== Task goal ==
From the listing below, return every line with the string "MutexGuard" in it.

== Input for this task ==
//! The `sync` module moves pending messages from the local store to the
//! broker.
//!
//! ```text
//! ┌─────────────┐     ┌─────────────┐     ┌─────────────┐
//! │ SyncClient  │────►│  Transport  │────►│   Broker    │
//! │ (sync_once) │◄────│   (trait)   │◄────│  endpoint   │
//! └─────────────┘     └─────────────┘     └─────────────┘
//!        │
//!        ▼
//! ┌─────────────┐
//! │ QueueStore  │  (pending → sent)
//! └─────────────┘
//! ```

pub mod client;
pub mod message;
pub mod transport;

pub use client::{SyncClient, SyncConfig, SyncOutcome};
pub use message::{SyncMessage, SyncRequest, SyncResponse};
pub use transport::{SyncTransport, WebSocketTransport};

#[cfg(test)]
pub(crate) mod test_helpers;
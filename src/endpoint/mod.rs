//! The `endpoint` module describes the broker side of the sync protocol.
//!
//! The broker is an external collaborator. What lives here is its contract
//! (`SyncEndpoint`), an in-memory implementation of that contract, and a
//! WebSocket adapter that serves any implementation. There is no topic
//! fan-out or durable storage on this side.

pub mod contract;
pub mod websocket;

pub use contract::{EndpointError, MemoryEndpoint, SyncEndpoint};
pub use websocket::start_sync_endpoint;
use std::collections::{BTreeMap, HashMap};
use std::sync::{Mutex, MutexGuard, PoisonError};

use crate::sync::message::{SyncMessage, SyncRequest};

#[derive(Debug, Clone, PartialEq, Eq, thiserror::Error)]
pub enum EndpointError {
    #[error("broker unavailable: {0}")]
    Unavailable(String),
}

/// What the broker must provide to receive edge batches.
///
/// Implementations must:
/// - accept resent ids harmlessly, deduplicating by `(node_id, id)`;
/// - return exactly the ids they durably applied, which may be a subset of
///   the batch;
/// - return `Err` when they cannot process the batch instead of an ack that
///   names nothing.
pub trait SyncEndpoint: Send + Sync {
    fn apply(&self, request: &SyncRequest) -> Result<Vec<u64>, EndpointError>;
}

/// In-memory endpoint honoring the contract above. Handy for tests and local
/// demos; nothing is persisted.
#[derive(Debug)]
pub struct MemoryEndpoint {
    state: Mutex<MemoryState>,
}

#[derive(Debug)]
struct MemoryState {
    accepted: HashMap<String, BTreeMap<u64, SyncMessage>>,
    available: bool,
    max_new_per_batch: Option<usize>,
    batches: usize,
    duplicates: usize,
}

impl MemoryEndpoint {
    pub fn new() -> Self {
        Self {
            state: Mutex::new(MemoryState {
                accepted: HashMap::new(),
                available: true,
                max_new_per_batch: None,
                batches: 0,
                duplicates: 0,
            }),
        }
    }

    /// While unavailable every batch is rejected.
    pub fn set_available(&self, available: bool) {
        self.lock().available = available;
    }

    /// Accept at most `limit` previously unseen ids per batch.
    pub fn set_max_new_per_batch(&self, limit: Option<usize>) {
        self.lock().max_new_per_batch = limit;
    }

    /// Messages accepted from `node_id`, in id order.
    pub fn accepted(&self, node_id: &str) -> Vec<SyncMessage> {
        self.lock()
            .accepted
            .get(node_id)
            .map(|msgs| msgs.values().cloned().collect())
            .unwrap_or_default()
    }

    /// Batches seen, including rejected ones.
    pub fn batch_count(&self) -> usize {
        self.lock().batches
    }

    /// Resent messages that were acknowledged again without being re-applied.
    pub fn duplicate_count(&self) -> usize {
        self.lock().duplicates
    }

    fn lock(&self) -> MutexGuard<'_, MemoryState> {
        self.state.lock().unwrap_or_else(PoisonError::into_inner)
    }
}

impl Default for MemoryEndpoint {
    fn default() -> Self {
        Self::new()
    }
}

impl SyncEndpoint for MemoryEndpoint {
    fn apply(&self, request: &SyncRequest) -> Result<Vec<u64>, EndpointError> {
        let mut state = self.lock();
        state.batches += 1;
        if !state.available {
            return Err(EndpointError::Unavailable("endpoint is offline".to_string()));
        }

        let limit = state.max_new_per_batch.unwrap_or(usize::MAX);
        let MemoryState {
            accepted,
            duplicates,
            ..
        } = &mut *state;
        let node = accepted.entry(request.node_id.clone()).or_default();

        let mut processed = Vec::with_capacity(request.messages.len());
        let mut fresh = 0;
        for msg in &request.messages {
            if node.contains_key(&msg.id) {
                *duplicates += 1;
                processed.push(msg.id);
            } else if fresh < limit {
                node.insert(msg.id, msg.clone());
                fresh += 1;
                processed.push(msg.id);
            }
        }
        Ok(processed)
    }
}
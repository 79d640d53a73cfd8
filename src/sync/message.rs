use serde::{Deserialize, Serialize};
use serde_with::base64::Base64;
use serde_with::serde_as;

use crate::persistence::MessageRecord;

/// One queued message as offered to the broker.
///
/// `timestamp` is the record's `created_at`, in seconds since the epoch.
/// `payload` travels as standard base64.
#[serde_as]
#[derive(Debug, Clone, PartialEq, Eq, Serialize, Deserialize)]
pub struct SyncMessage {
    pub id: u64,
    pub topic: String,
    #[serde_as(as = "Base64")]
    pub payload: Vec<u8>,
    pub timestamp: i64,
}

impl SyncMessage {
    /// Upper bound on the bytes this message adds to an encoded `sync` frame.
    pub fn encoded_len_hint(record: &MessageRecord) -> usize {
        const FIELD_OVERHEAD: usize = 96;
        record.payload.len().div_ceil(3) * 4 + record.topic.len() * 6 + FIELD_OVERHEAD
    }
}

impl From<&MessageRecord> for SyncMessage {
    fn from(record: &MessageRecord) -> Self {
        Self {
            id: record.id,
            topic: record.topic.clone(),
            payload: record.payload.clone(),
            timestamp: record.created_at,
        }
    }
}

/// A batch of pending messages from one edge node.
#[derive(Debug, Clone, PartialEq, Eq, Serialize, Deserialize)]
pub struct SyncRequest {
    pub node_id: String,
    pub messages: Vec<SyncMessage>,
}

impl SyncRequest {
    pub fn from_records(node_id: &str, records: &[MessageRecord]) -> Self {
        Self {
            node_id: node_id.to_string(),
            messages: records.iter().map(SyncMessage::from).collect(),
        }
    }

    pub fn ids(&self) -> impl Iterator<Item = u64> + '_ {
        self.messages.iter().map(|m| m.id)
    }
}

/// The ids the broker has durably accepted.
#[derive(Debug, Clone, PartialEq, Eq, Serialize, Deserialize)]
pub struct SyncResponse {
    pub processed_ids: Vec<u64>,
}

/// Frames sent by the edge node.
#[derive(Debug, Clone, Serialize, Deserialize)]
#[serde(tag = "type")]
pub enum EdgeMessage {
    #[serde(rename = "sync")]
    Sync(SyncRequest),
}

/// Frames sent back by the broker.
#[derive(Debug, Clone, Serialize, Deserialize)]
#[serde(tag = "type")]
pub enum BrokerMessage {
    #[serde(rename = "sync_ack")]
    SyncAck(SyncResponse),
    #[serde(rename = "error")]
    Error { message: String },
}
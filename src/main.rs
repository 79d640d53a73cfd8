use edgeq::config::load_config;
use edgeq::{EdgeNode, utils::logging};
use tracing::{error, info};

#[tokio::main]
async fn main() {
    dotenvy::dotenv().ok();

    let config = match load_config() {
        Ok(config) => config,
        Err(e) => {
            eprintln!("Failed to load configuration: {e}");
            std::process::exit(1);
        }
    };
    logging::init(&config.logging.level);

    let node = match EdgeNode::open(&config) {
        Ok(node) => node,
        Err(e) => {
            error!("Failed to open edge node store: {e}");
            std::process::exit(1);
        }
    };
    info!(
        node_id = node.node_id(),
        broker = %config.sync.broker_url,
        pending = node.pending_count(),
        "edge node started"
    );

    let shutdown = async {
        if let Err(e) = tokio::signal::ctrl_c().await {
            error!("Failed to listen for shutdown signal: {e}");
            std::future::pending::<()>().await;
        }
        info!("Shutdown signal received. Exiting gracefully.");
    };
    node.run(config.sync.interval(), shutdown).await;
}
//! The `edge` module is what a producer on the node talks to: `EdgeNode`
//! wraps the durable queue and the sync client behind `enqueue` and `flush`.

pub mod node;

pub use node::{EdgeNode, NodeState};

== Finished task ==
use std::sync::{Mutex, MutexGuard, PoisonError};
    fn lock(&self) -> MutexGuard<'_, MemoryState> {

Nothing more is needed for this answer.